WHAT TO PRODUCE:
From the entries below, copy out every line with "Variant" in it.

**** EXERCISE INPUTS ****

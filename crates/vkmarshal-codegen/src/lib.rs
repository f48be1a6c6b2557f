//! Generators for the guest/host Vulkan marshaling stack.
//!
//! Every artifact is produced the same way: a generator implements
//! [`Wrapper`], a [`Dispatcher`] walks the registry in feature order and
//! fires its hooks, and the generator hands back its header and source as
//! [`GeneratedFile`]s.

pub mod command;
pub mod config;
pub mod deepcopy;
pub mod decoder;
pub mod dispatch;
pub mod emitter;
pub mod encoder;
pub mod error;
pub mod extension;
pub mod functable;
pub mod handlemap;
pub mod iterator;
pub mod marshaling;
pub mod overrides;
pub mod protobuf;
pub mod sink;
pub mod transform;

use std::fmt;
use std::path::Path;
use std::str::FromStr;

use tracing::info;
use vkmarshal_types::TypeRegistry;

pub use config::{GenConfig, OutputNames};
pub use dispatch::{Dispatcher, Wrapper};
pub use emitter::CodeEmitter;
pub use error::GenError;
pub use overrides::{CommandOverride, OverrideTable};
pub use sink::GeneratedFile;

/// One emitted artifact family.
#[derive(Debug, Clone, Copy, PartialEq, Eq, Hash)]
pub enum Target {
    MarshalingGuest,
    MarshalingHost,
    HandleMap,
    DeepCopy,
    Transform,
    ExtensionStructs,
    Encoder,
    Decoder,
    FuncTable,
    Protobuf,
}

impl Target {
    pub const ALL: [Target; 10] = [
        Target::ExtensionStructs,
        Target::MarshalingGuest,
        Target::MarshalingHost,
        Target::HandleMap,
        Target::DeepCopy,
        Target::Transform,
        Target::Encoder,
        Target::Decoder,
        Target::FuncTable,
        Target::Protobuf,
    ];

    pub fn name(self) -> &'static str {
        match self {
            Target::MarshalingGuest => "marshaling-guest",
            Target::MarshalingHost => "marshaling-host",
            Target::HandleMap => "handlemap",
            Target::DeepCopy => "deepcopy",
            Target::Transform => "transform",
            Target::ExtensionStructs => "extension-structs",
            Target::Encoder => "encoder",
            Target::Decoder => "decoder",
            Target::FuncTable => "func-table",
            Target::Protobuf => "protobuf",
        }
    }
}

impl fmt::Display for Target {
    fn fmt(&self, f: &mut fmt::Formatter<'_>) -> fmt::Result {
        f.write_str(self.name())
    }
}

impl FromStr for Target {
    type Err = GenError;

    fn from_str(s: &str) -> Result<Self, Self::Err> {
        Target::ALL
            .into_iter()
            .find(|t| t.name() == s)
            .ok_or_else(|| GenError::UnknownTarget(s.to_string()))
    }
}

fn run<W: Wrapper>(registry: &TypeRegistry, config: &GenConfig, mut wrapper: W) -> Result<W, GenError> {
    Dispatcher::new(registry, config.opcode_base).run(&mut wrapper)?;
    Ok(wrapper)
}

/// Run one generator over the registry.
pub fn generate(registry: &TypeRegistry, config: &GenConfig, target: Target) -> Result<Vec<GeneratedFile>, GenError> {
    use marshaling::{MarshalingGenerator, Variant};

    let files = match target {
        Target::MarshalingGuest => {
            run(registry, config, MarshalingGenerator::new(registry, config, Variant::Guest))?.into_files()
        }
        Target::MarshalingHost => {
            run(registry, config, MarshalingGenerator::new(registry, config, Variant::Host))?.into_files()
        }
        Target::HandleMap => {
            run(registry, config, handlemap::HandleMapGenerator::new(registry, config))?.into_files()
        }
        Target::DeepCopy => run(registry, config, deepcopy::DeepCopyGenerator::new(registry, config))?.into_files(),
        Target::Transform => {
            run(registry, config, transform::TransformGenerator::new(registry, config))?.into_files()
        }
        Target::ExtensionStructs => {
            run(registry, config, extension::ExtensionStructsGenerator::new(registry, config))?.into_files()
        }
        Target::Encoder => run(registry, config, encoder::EncoderGenerator::new(registry, config))?.into_files(),
        Target::Decoder => run(registry, config, decoder::DecoderGenerator::new(registry, config))?.into_files(),
        Target::FuncTable => {
            run(registry, config, functable::FuncTableGenerator::new(registry, config))?.into_files()
        }
        Target::Protobuf => {
            run(registry, config, protobuf::ProtobufGenerator::new(registry, config))?.into_files()
        }
    };
    info!(target = %target, files = files.len(), "generated");
    Ok(files)
}

pub fn generate_all(registry: &TypeRegistry, config: &GenConfig) -> Result<Vec<GeneratedFile>, GenError> {
    let mut files = Vec::new();
    for target in Target::ALL {
        files.extend(generate(registry, config, target)?);
    }
    Ok(files)
}

/// Write generated files into `dir`, creating it if needed.
pub fn write_files(dir: &Path, files: &[GeneratedFile]) -> Result<(), GenError> {
    std::fs::create_dir_all(dir).map_err(|e| GenError::io(dir, e))?;
    for file in files {
        let path = dir.join(&file.name);
        std::fs::write(&path, &file.contents).map_err(|e| GenError::io(&path, e))?;
    }
    Ok(())
}

#[cfg(test)]
mod tests {
    use super::*;

    #[test]
    fn target_names_round_trip() {
        for target in Target::ALL {
            assert_eq!(target.name().parse::<Target>().unwrap(), target);
        }
        assert!(matches!("vulkan".parse::<Target>(), Err(GenError::UnknownTarget(_))));
    }
}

****

WRITTEN SOLUTION:
    use marshaling::{MarshalingGenerator, Variant};
            run(registry, config, MarshalingGenerator::new(registry, config, Variant::Guest))?.into_files()
            run(registry, config, MarshalingGenerator::new(registry, config, Variant::Host))?.into_files()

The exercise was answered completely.